Attention Mechanism

Sources:

  1. Transformer from scratch
  2. Attention Is All You Need 2017 paper

Notation

Symbol Type Explanation
\(x_i \in \mathbb{R}^{C}\) Input vector Vector at position \(i\) in the input sequence
\(z_j \in \mathbb{R}^{C}\) Context vector Vector at position \(j\) in the context sequence
\(y_i \in \mathbb{R}^{C}\) Output vector Vector at position \(i\) in the output sequence
\(T \in \mathbb{N}\) Sequence length Length of the input and output sequences
\(S \in \mathbb{N}\) Sequence length Length of the context sequence
\(C \in \mathbb{N}\) Vector dimension Dimension of all vectors
\(q_i \in \mathbb{R}^{C}\) Query vector Query derived from input vector \(x_i\)
\(k_j \in \mathbb{R}^{C}\) Key vector Key derived from context vector \(z_j\)
\(v_j \in \mathbb{R}^{C}\) Value vector Value derived from context vector \(z_j\)
\(w_{ij} \in \mathbb{R}\) Attention weight Normalized weight indicating influence of \(v_j\) on \(y_i\)
\(w_{ij}' \in \mathbb{R}\) Attention score Unnormalized attention score between \(q_i\) and \(k_j\)
\(W \in \mathbb{R}^{T \times S}\) Attention matrix Matrix of all attention weights
\(Q \in \mathbb{R}^{T \times C}\) Query matrix Matrix of all query vectors (rows are \(q_i^{\top}\))
\(K \in \mathbb{R}^{S \times C}\) Key matrix Matrix of all key vectors (rows are \(k_j^{\top}\))
\(V \in \mathbb{R}^{S \times C}\) Value matrix Matrix of all value vectors (rows are \(v_j^{\top}\))
\(Y \in \mathbb{R}^{T \times C}\) Output matrix Matrix of all output vectors (rows are \(y_i^{\top}\))
\(W_q \in \mathbb{R}^{C \times C}\) Projection matrix Weight matrix for generating queries from input
\(W_k \in \mathbb{R}^{C \times C}\) Projection matrix Weight matrix for generating keys from context
\(W_v \in \mathbb{R}^{C \times C}\) Projection matrix Weight matrix for generating values from context
\(\text{softmax}\) Function Softmax normalization function
\(\exp\) Function Exponential function used in softmax calculation
\(-\infty\) Special value Used to mask future elements in causality mask

Attention

Attention is a sequence-to-sequence operation that allows a sequence \({x_1, x_2, \dots, x_T}\) to attend to another sequence \({z_1, z_2, \dots, z_S}\) to produce an output sequence \({y_1, y_2, \dots, y_T}\).
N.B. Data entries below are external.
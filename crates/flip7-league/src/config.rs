use flip7_bot::{HAND_SIZE_LIMITS, HIGH_VALUE_THRESHOLDS, SCORE_THRESHOLDS, StrategyConfig};
use serde::Deserialize;
use std::fs::File;
use std::io::BufReader;
use std::path::{Path, PathBuf};
use thiserror::Error;
use tracing::Level;

const DEFAULT_PLAYERS_PER_GAME: usize = 5;
const DEFAULT_WINNING_SCORE: u32 = 200;
const RUN_ID_ALLOWED: &str = "abcdefghijklmnopqrstuvwxyzABCDEFGHIJKLMNOPQRSTUVWXYZ0123456789._-";

/// Root league configuration loaded from YAML.
#[derive(Debug, Clone, Deserialize, PartialEq)]
pub struct LeagueConfig {
    pub run_id: String,
    pub league: LeagueParams,
    #[serde(default)]
    pub strategies: StrategySets,
    pub outputs: OutputsConfig,
    #[serde(default)]
    pub logging: LoggingConfig,
}

impl LeagueConfig {
    /// Load configuration from a YAML file on disk.
    pub fn from_path(path: impl AsRef<Path>) -> Result<Self, ConfigError> {
        let path = path.as_ref();
        let path_buf = path.to_path_buf();
        let file = File::open(path).map_err(|source| ConfigError::Read {
            source,
            path: path_buf.clone(),
        })?;
        let reader = BufReader::new(file);
        let cfg: LeagueConfig =
            serde_yaml::from_reader(reader).map_err(|source| ConfigError::Parse {
                source,
                path: path_buf.clone(),
            })?;
        cfg.validate().map_err(|source| ConfigError::Invalid {
            path: path_buf,
            source,
        })?;
        Ok(cfg)
    }

    /// Validate the configuration without performing I/O. Everything
    /// here fails before a single game is simulated.
    pub fn validate(&self) -> Result<(), ValidationError> {
        validate_run_id(&self.run_id)?;
        self.league.validate()?;
        self.strategies.validate()?;
        self.outputs.validate(&self.run_id)?;

        let entrants = self.strategies.catalog_size();
        if entrants % self.league.players_per_game != 0 {
            return Err(ValidationError::InvalidField {
                field: "league.players_per_game".to_string(),
                message: format!(
                    "{entrants} entrants cannot be split into full games of {}",
                    self.league.players_per_game
                ),
            });
        }
        Ok(())
    }

    /// Resolve output templates (`{run_id}` placeholders) into paths.
    pub fn resolved_outputs(&self) -> ResolvedOutputs {
        ResolvedOutputs {
            jsonl: resolve_template(&self.run_id, &self.outputs.jsonl),
            summary_md: resolve_template(&self.run_id, &self.outputs.summary_md),
            results_json: resolve_template(&self.run_id, &self.outputs.results_json),
        }
    }
}

/// League shape: how many turns, how the pool is split, when a game ends.
#[derive(Debug, Clone, Deserialize, PartialEq)]
pub struct LeagueParams {
    pub seed: Option<u64>,
    pub turns: usize,
    #[serde(default = "default_players_per_game")]
    pub players_per_game: usize,
    #[serde(default = "default_winning_score")]
    pub winning_score: u32,
}

impl LeagueParams {
    fn validate(&self) -> Result<(), ValidationError> {
        if self.turns == 0 {
            return Err(ValidationError::InvalidField {
                field: "league.turns".to_string(),
                message: "number of turns must be greater than zero".to_string(),
            });
        }
        if self.players_per_game < 2 {
            return Err(ValidationError::InvalidField {
                field: "league.players_per_game".to_string(),
                message: "games need at least 2 players".to_string(),
            });
        }
        if self.winning_score == 0 {
            return Err(ValidationError::InvalidField {
                field: "league.winning_score".to_string(),
                message: "winning score must be greater than zero".to_string(),
            });
        }
        Ok(())
    }
}

fn default_players_per_game() -> usize {
    DEFAULT_PLAYERS_PER_GAME
}

fn default_winning_score() -> u32 {
    DEFAULT_WINNING_SCORE
}

/// Value sets the entrant pool is enumerated from. Defaults to the full
/// documented sets (the 575-variant field).
#[derive(Debug, Clone, Deserialize, PartialEq)]
pub struct StrategySets {
    #[serde(default = "default_score_thresholds")]
    pub score_thresholds: Vec<u32>,
    #[serde(default = "default_hand_size_limits")]
    pub hand_size_limits: Vec<usize>,
    #[serde(default = "default_high_value_thresholds")]
    pub high_value_thresholds: Vec<u8>,
}

impl Default for StrategySets {
    fn default() -> Self {
        Self {
            score_thresholds: default_score_thresholds(),
            hand_size_limits: default_hand_size_limits(),
            high_value_thresholds: default_high_value_thresholds(),
        }
    }
}

impl StrategySets {
    fn validate(&self) -> Result<(), ValidationError> {
        for (field, empty) in [
            ("strategies.score_thresholds", self.score_thresholds.is_empty()),
            ("strategies.hand_size_limits", self.hand_size_limits.is_empty()),
            (
                "strategies.high_value_thresholds",
                self.high_value_thresholds.is_empty(),
            ),
        ] {
            if empty {
                return Err(ValidationError::InvalidField {
                    field: field.to_string(),
                    message: "value set must not be empty".to_string(),
                });
            }
        }

        for &value in &self.score_thresholds {
            let probe = StrategyConfig {
                score_threshold: Some(value),
                ..Default::default()
            };
            probe.validate().map_err(|err| ValidationError::InvalidField {
                field: "strategies.score_thresholds".to_string(),
                message: err.to_string(),
            })?;
        }
        for &value in &self.hand_size_limits {
            let probe = StrategyConfig {
                hand_size_limit: Some(value),
                ..Default::default()
            };
            probe.validate().map_err(|err| ValidationError::InvalidField {
                field: "strategies.hand_size_limits".to_string(),
                message: err.to_string(),
            })?;
        }
        for &value in &self.high_value_thresholds {
            let probe = StrategyConfig {
                high_value_threshold: Some(value),
                ..Default::default()
            };
            probe.validate().map_err(|err| ValidationError::InvalidField {
                field: "strategies.high_value_thresholds".to_string(),
                message: err.to_string(),
            })?;
        }
        Ok(())
    }

    /// Entrants produced by the enumeration: singles + pairs + triples.
    pub fn catalog_size(&self) -> usize {
        let s = self.score_thresholds.len();
        let h = self.hand_size_limits.len();
        let v = self.high_value_thresholds.len();
        (s + h + v) + (s * h + s * v + h * v) + s * h * v
    }
}

fn default_score_thresholds() -> Vec<u32> {
    SCORE_THRESHOLDS.to_vec()
}

fn default_hand_size_limits() -> Vec<usize> {
    HAND_SIZE_LIMITS.to_vec()
}

fn default_high_value_thresholds() -> Vec<u8> {
    HIGH_VALUE_THRESHOLDS.to_vec()
}

/// Output artifact configuration.
#[derive(Debug, Clone, Deserialize, PartialEq)]
pub struct OutputsConfig {
    pub jsonl: String,
    pub summary_md: String,
    pub results_json: String,
}

impl OutputsConfig {
    fn validate(&self, run_id: &str) -> Result<(), ValidationError> {
        for (label, value) in [
            ("outputs.jsonl", &self.jsonl),
            ("outputs.summary_md", &self.summary_md),
            ("outputs.results_json", &self.results_json),
        ] {
            if value.trim().is_empty() {
                return Err(ValidationError::InvalidField {
                    field: label.to_string(),
                    message: "path must not be empty".to_string(),
                });
            }

            let resolved = resolve_template(run_id, value);
            if resolved.components().count() == 0 {
                return Err(ValidationError::InvalidField {
                    field: label.to_string(),
                    message: "resolved path is invalid".to_string(),
                });
            }
        }
        Ok(())
    }
}

/// Logging configuration defaults to disabled structured logs.
#[derive(Debug, Clone, Deserialize, PartialEq)]
pub struct LoggingConfig {
    #[serde(default)]
    pub enable_structured: bool,
    #[serde(default = "default_tracing_level")]
    pub tracing_level: String,
}

impl Default for LoggingConfig {
    fn default() -> Self {
        Self {
            enable_structured: false,
            tracing_level: default_tracing_level(),
        }
    }
}

impl LoggingConfig {
    pub fn level(&self) -> Option<Level> {
        match self.tracing_level.to_ascii_lowercase().as_str() {
            "trace" => Some(Level::TRACE),
            "debug" => Some(Level::DEBUG),
            "info" => Some(Level::INFO),
            "warn" | "warning" => Some(Level::WARN),
            "error" => Some(Level::ERROR),
            _ => None,
        }
    }
}

fn default_tracing_level() -> String {
    "info".to_string()
}

fn validate_run_id(run_id: &str) -> Result<(), ValidationError> {
    if run_id.trim().is_empty() {
        return Err(ValidationError::InvalidField {
            field: "run_id".to_string(),
            message: "run_id must not be empty".to_string(),
        });
    }

    if !run_id.chars().all(|c| RUN_ID_ALLOWED.contains(c)) {
        return Err(ValidationError::InvalidField {
            field: "run_id".to_string(),
            message: "run_id may only contain alphanumeric characters, '.', '_' or '-'"
                .to_string(),
        });
    }

    Ok(())
}

fn resolve_template(run_id: &str, template: &str) -> PathBuf {
    let replaced = template.replace("{run_id}", run_id);
    PathBuf::from(replaced)
}

/// Fully resolved output paths.
#[derive(Debug, Clone, PartialEq, Eq)]
pub struct ResolvedOutputs {
    pub jsonl: PathBuf,
    pub summary_md: PathBuf,
    pub results_json: PathBuf,
}

/// Errors surfaced when loading configuration files.
#[derive(Debug, Error)]
pub enum ConfigError {
    #[error("failed to read config {path:?}: {source}")]
    Read {
        #[source]
        source: std::io::Error,
        path: PathBuf,
    },
    #[error("failed to parse config {path:?}: {source}")]
    Parse {
        #[source]
        source: serde_yaml::Error,
        path: PathBuf,
    },
    #[error("invalid configuration in {path:?}: {source}")]
    Invalid {
        path: PathBuf,
        source: ValidationError,
    },
}

/// Validation failures captured with contextual metadata.
#[derive(Debug, Error)]
pub enum ValidationError {
    #[error("{field}: {message}")]
    InvalidField { field: String, message: String },
}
The core idea is that each output \(y_i\) is computed by "looking at" all elements in the sequence \({z_1, z_2, \dots, z_S}\) and forming a weighted combination based on how relevant each \(z_j\) is to \(x_i\).

To implement this, we represent each element \(x_i\) as a query \(q_i\) and the so-called context sequence \(\{z_j\}_{j=1}^S\) as key-value pairs \(\{(k_j, v_j)\}_{j=1}^S\):

  • Query \(q_i\): derived from \(x_i\), represents "what we're looking for"
  • Key \(k_j\): derived from \(z_j\), represents "what this context element offers"
  • Value \(v_j\): derived from \(z_j\), represents "the actual content to retrieve"

The key-value pairs \({(k_j, v_j)}\) are simply a representation of the original context sequence \({z_j}\).

To compute the output vector \(y_{\textcolor{red}{i}}\), attention forms a linear combination of the value vectors: \[ \begin{equation} \label{eq1} y_{\textcolor{red}{i}} = \sum_{\textcolor{green}{j}}^S w_{\textcolor{red}{i}\textcolor{green}{j}} v_{\textcolor{green}{j}}, \end{equation} \] where \(\textcolor{green}{j}\) indexes the key-value sequence of length \(S\), and the weights \(w_{\textcolor{red}{i}\textcolor{green}{j}}\) sum to one over all \(\textcolor{green}{j}\).

These weights, also called attention weights, are derived from 2 steps:

  1. First, compute the dot product of the query vector \(q_{\textcolor{red}{i}}\) and key vectors \(k_{\textcolor{green}{j}}\): \[ \begin{equation} \label{eq2} w_{\textcolor{red}{i}\textcolor{green}{j}}' = k_{\textcolor{green}{j}}^{\top} q_{\textcolor{red}{i}}. \end{equation} \]

  2. The resulting scores are then normalized using the softmax function to form the final attention weights: \[ \begin{equation} \label{eq3} w_{\textcolor{red}{i}\textcolor{green}{j}} = \frac{\exp(w_{\textcolor{red}{i}\textcolor{green}{j}}')}{\sum_{\textcolor{green}{j}}^S \exp(w_{\textcolor{red}{i}\textcolor{green}{j}}')}. \end{equation} \]

Variants:

  • Cross-attention: When \({x_i}\) and \({z_j}\) are different sequences (the general case above)
  • Self-attention: When \({x_i} = {z_j}\) and therefore \(q_i = k_i = v_i\), \(T=S\) (a sequence attending to itself)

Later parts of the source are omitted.